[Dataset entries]
***

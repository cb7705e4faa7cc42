//! # API Connector Main Entry Point

use std::sync::Arc;

use api_connector::{
    config::ConfigLoader, db::init_pool, migration::Migrator, seeds::seed_loopback,
    server::run_server, telemetry::init_tracing,
};
use sea_orm_migration::MigratorTrait;

#[tokio::main]
async fn main() -> Result<(), Box<dyn std::error::Error>> {
    let config = ConfigLoader::new().load()?;
    init_tracing(&config)?;

    tracing::info!(profile = %config.profile, "loaded configuration");
    if let Ok(redacted_json) = config.redacted_json() {
        tracing::debug!(config = %redacted_json, "effective configuration");
    }

    let db = init_pool(&config).await?;
    Migrator::up(&db, None).await?;

    if config.seed_demo_data {
        seed_loopback(Arc::new(db.clone()), &config).await?;
    }

    run_server(config, db).await
}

***

◆ **Problem**
The answer should consist of all the lines above, retyped exactly.

◆ **Final answer**
repository cb7705e4faa7cc42
//! # API Connector Main Entry Point

use std::sync::Arc;

use api_connector::{
    config::ConfigLoader, db::init_pool, migration::Migrator, seeds::seed_loopback,
    server::run_server, telemetry::init_tracing,
};
use sea_orm_migration::MigratorTrait;

#[tokio::main]
async fn main() -> Result<(), Box<dyn std::error::Error>> {
    let config = ConfigLoader::new().load()?;
    init_tracing(&config)?;

    tracing::info!(profile = %config.profile, "loaded configuration");
    if let Ok(redacted_json) = config.redacted_json() {
        tracing::debug!(config = %redacted_json, "effective configuration");
    }

    let db = init_pool(&config).await?;
    Migrator::up(&db, None).await?;

    if config.seed_demo_data {
        seed_loopback(Arc::new(db.clone()), &config).await?;
    }

    run_server(config, db).await
}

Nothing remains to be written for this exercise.